There are many conspiracy theories, famous among them that we never visited the Moon, Flat Earth and more recently that 5G is causing the spread of the coronavirus. As rational readers, we tend to dismiss this as misinformation yet we don’t really spend time to analyze the evidence that these people present to support their claims. To a certain extent, our belief that we did land on the Moon depends on our trust in NASA and other news agencies that covered this event yet we don’t venture to examine the evidence first-hand. More so, with highly specialized knowledge becoming the norm, we don’t have the right tools and skills to even be able to analyze the evidence and come to meaningful conclusions. So, we must rely on those who provide us with this information. Instead of analyzing the veracity of a piece of information, the focus of a mature digital citizen needs to be on being able to analyze the reputation pathway of that information, evaluate the agendas of the people that are disseminating the information and critically analyze the intentions of the authorities of the sources.

How we rank different pieces of information arriving to us via our social networks need to be appraised for this reputation and source tracing, in a sense a second-order epistemology is what we need to prepare people for. In the words of Hayek, “civilization rests on the fact that we all benefit from the knowledge that we do not possess.” Our cyber-world can become civilized by evaluating this knowledge that we don’t possess critically when mis/disinformation can spread just as easily as accurate information.
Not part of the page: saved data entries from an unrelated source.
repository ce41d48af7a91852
//! Persistent store port traits.
//!
//! The store is synchronous; adapters own their connection pools. All three
//! traits are implemented by each store adapter and bundled as [`StorePort`].

use crate::domain::bar::Bar;
use crate::domain::error::ScopeError;
use crate::domain::ranking::{IndicatorRow, RankSelection};
use crate::domain::record::{IndicatorRecord, InstrumentInfo};
use crate::domain::segment::MarketSegment;

pub trait IndicatorPort: Send + Sync {
    /// Rows for one ranked selection, excluding rows whose value is null.
    ///
    /// A column missing from the underlying table must surface as
    /// [`ScopeError::SchemaGap`].
    fn select_ranked(
        &self,
        segment: MarketSegment,
        selection: &RankSelection,
    ) -> Result<Vec<IndicatorRow>, ScopeError>;

    fn fetch_record(
        &self,
        segment: MarketSegment,
        instrument: &str,
    ) -> Result<Option<IndicatorRecord>, ScopeError>;
}

pub trait BarPort: Send + Sync {
    /// Up to `count` most recent bars, returned in ascending date order.
    fn fetch_recent_bars(
        &self,
        instrument: &str,
        segment: MarketSegment,
        count: usize,
    ) -> Result<Vec<Bar>, ScopeError>;
}

pub trait InstrumentPort: Send + Sync {
    fn fetch_instrument(
        &self,
        instrument: &str,
        segment: MarketSegment,
    ) -> Result<Option<InstrumentInfo>, ScopeError>;
}

pub trait StorePort: IndicatorPort + BarPort + InstrumentPort {}

impl<T: IndicatorPort + BarPort + InstrumentPort + ?Sized> StorePort for T {}
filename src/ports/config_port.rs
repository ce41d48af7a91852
//! Configuration access port trait.

pub trait ConfigPort {
    fn get_string(&self, section: &str, key: &str) -> Option<String>;
    fn get_int(&self, section: &str, key: &str, default: i64) -> i64;
    fn get_bool(&self, section: &str, key: &str, default: bool) -> bool;
}
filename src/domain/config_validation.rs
//! Configuration validation.
//!
//! Checks every section the service reads before any adapter is built, and
//! turns the `[chart]` section into typed settings.

use crate::domain::chart::ChartSettings;
use crate::domain::context::Timeframe;
use crate::domain::error::ScopeError;
use crate::ports::config_port::ConfigPort;
use std::net::SocketAddr;
use std::time::Duration;

pub const DEFAULT_LISTEN: &str = "127.0.0.1:3000";

pub fn validate_service_config(config: &dyn ConfigPort) -> Result<(), ScopeError> {
    validate_pool_size(config, "sqlite")?;
    validate_pool_size(config, "postgres")?;
    validate_provider(config)?;
    validate_listen(config)?;
    chart_settings(config)?;
    Ok(())
}

fn invalid(section: &str, key: &str, reason: impl Into<String>) -> ScopeError {
    ScopeError::ConfigInvalid {
        section: section.to_string(),
        key: key.to_string(),
        reason: reason.into(),
    }
}

fn validate_pool_size(config: &dyn ConfigPort, section: &str) -> Result<(), ScopeError> {
    let value = config.get_int(section, "pool_size", 4);
    if value < 1 {
        return Err(invalid(section, "pool_size", "pool_size must be at least 1"));
    }
    Ok(())
}

fn validate_provider(config: &dyn ConfigPort) -> Result<(), ScopeError> {
    let rate = config.get_int("provider", "max_requests_per_minute", 60);
    if rate < 1 {
        return Err(invalid(
            "provider",
            "max_requests_per_minute",
            "max_requests_per_minute must be at least 1",
        ));
    }
    let timeout = config.get_int("provider", "timeout_secs", 10);
    if timeout < 1 {
        return Err(invalid(
            "provider",
            "timeout_secs",
            "timeout_secs must be at least 1",
        ));
    }
    if let Some(url) = config.get_string("provider", "base_url") {
        if !(url.starts_with("http://") || url.starts_with("https://")) {
            return Err(invalid(
                "provider",
                "base_url",
                "base_url must start with http:// or https://",
            ));
        }
    }
    Ok(())
}

fn validate_listen(config: &dyn ConfigPort) -> Result<(), ScopeError> {
    listen_addr(config).map(|_| ())
}

pub fn listen_addr(config: &dyn ConfigPort) -> Result<SocketAddr, ScopeError> {
    let raw = config
        .get_string("web", "listen")
        .unwrap_or_else(|| DEFAULT_LISTEN.to_string());
    raw.trim()
        .parse()
        .map_err(|_| invalid("web", "listen", format!("invalid socket address: {raw}")))
}

/// Typed `[chart]` section: controller settings and the default timeframe.
pub fn chart_settings(config: &dyn ConfigPort) -> Result<(ChartSettings, Timeframe), ScopeError> {
    let defaults = ChartSettings::default();

    let retry_limit = config.get_int(
        "chart",
        "apply_retry_limit",
        defaults.apply_retry_limit as i64,
    );
    if retry_limit < 1 || retry_limit > u32::MAX as i64 {
        return Err(invalid(
            "chart",
            "apply_retry_limit",
            "apply_retry_limit must be at least 1",
        ));
    }

    let backoff_ms = config.get_int(
        "chart",
        "apply_retry_backoff_ms",
        defaults.apply_retry_backoff.as_millis() as i64,
    );
    if backoff_ms < 0 {
        return Err(invalid(
            "chart",
            "apply_retry_backoff_ms",
            "apply_retry_backoff_ms must be non-negative",
        ));
    }

    let timeframe = match config.get_string("chart", "default_timeframe") {
        Some(raw) => raw
            .parse::<Timeframe>()
            .map_err(|_| invalid("chart", "default_timeframe", format!("unknown timeframe: {raw}")))?,
        None => Timeframe::default(),
    };

    Ok((
        ChartSettings {
            apply_retry_limit: retry_limit as u32,
            apply_retry_backoff: Duration::from_millis(backoff_ms as u64),
        },
        timeframe,
    ))
}

#[cfg(test)]
mod tests {
    use super::*;
    use crate::adapters::file_config_adapter::FileConfigAdapter;

    fn make_config(content: &str) -> FileConfigAdapter {
        FileConfigAdapter::from_string(content).unwrap()
    }

    #[test]
    fn empty_config_uses_defaults() {
        let config = make_config("");
        assert!(validate_service_config(&config).is_ok());
        let (settings, timeframe) = chart_settings(&config).unwrap();
        assert_eq!(settings, ChartSettings::default());
        assert_eq!(timeframe, Timeframe::TwoHundredDays);
        assert_eq!(listen_addr(&config).unwrap().port(), 3000);
    }

    #[test]
    fn full_config_passes() {
        let config = make_config(
            r#"
[sqlite]
path = /var/lib/extremescope/data.db
pool_size = 8

[provider]
base_url = https://eodhd.example
api_key = secret
max_requests_per_minute = 30
timeout_secs = 5

[web]
listen = 0.0.0.0:8080

[chart]
apply_retry_limit = 3
apply_retry_backoff_ms = 50
default_timeframe = 6M
"#,
        );
        assert!(validate_service_config(&config).is_ok());
        let (settings, timeframe) = chart_settings(&config).unwrap();
        assert_eq!(settings.apply_retry_limit, 3);
        assert_eq!(settings.apply_retry_backoff, Duration::from_millis(50));
        assert_eq!(timeframe, Timeframe::SixMonths);
    }

    #[test]
    fn pool_size_must_be_positive() {
        let config = make_config("[sqlite]\npool_size = 0\n");
        let err = validate_service_config(&config).unwrap_err();
        assert!(matches!(err, ScopeError::ConfigInvalid { key, .. } if key == "pool_size"));
    }

    #[test]
    fn rate_limit_must_be_positive() {
        let config = make_config("[provider]\nmax_requests_per_minute = 0\n");
        let err = validate_service_config(&config).unwrap_err();
        assert!(
            matches!(err, ScopeError::ConfigInvalid { key, .. } if key == "max_requests_per_minute")
        );
    }

    #[test]
    fn base_url_needs_scheme() {
        let config = make_config("[provider]\nbase_url = eodhd.com\n");
        let err = validate_service_config(&config).unwrap_err();
        assert!(matches!(err, ScopeError::ConfigInvalid { key, .. } if key == "base_url"));
    }

    #[test]
    fn zero_retry_limit_fails() {
        let config = make_config("[chart]\napply_retry_limit = 0\n");
        let err = chart_settings(&config).unwrap_err();
        assert!(
            matches!(err, ScopeError::ConfigInvalid { key, .. } if key == "apply_retry_limit")
        );
    }

    #[test]
    fn unknown_timeframe_fails() {
        let config = make_config("[chart]\ndefault_timeframe = 10Y\n");
        let err = chart_settings(&config).unwrap_err();
        assert!(
            matches!(err, ScopeError::ConfigInvalid { key, .. } if key == "default_timeframe")
        );
    }

    #[test]
    fn bad_listen_address_fails() {
        let config = make_config("[web]\nlisten = localhost\n");
        let err = validate_service_config(&config).unwrap_err();
        assert!(matches!(err, ScopeError::ConfigInvalid { key, .. } if key == "listen"));
    }
}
The Case for AI Insurance (Harvard Business Review)

In the age of adversarial machine learning (MAIEI has a learning community on machine learning security if you’d like to learn more about this area) there are enormous concerns with protecting software infrastructure as ML opens up a new attack surface and new vectors which are seldom explored. From the perspective of insurance, there are gaps in terms of what cyber-insurance covers today, most of it being limited to the leakage of private data. There are two kinds of attacks that are possible on ML systems: intentional and unintentional. Intentional attacks are those that are executed by malicious agents who attempt to steal the models, infer private data or get the AI system to behave in a way that favors their end goals. For example, when Tumblr decided to not host pornographic content, creators bypassed that by using green screens and pictures of owls to fool the automated content moderation system. Unintended attacks can happen when the goals of the system are misaligned with what the creators of the system actually intended, for example, the problem of specification gaming, something that Abhishek Gupta discussed here in this Fortune article.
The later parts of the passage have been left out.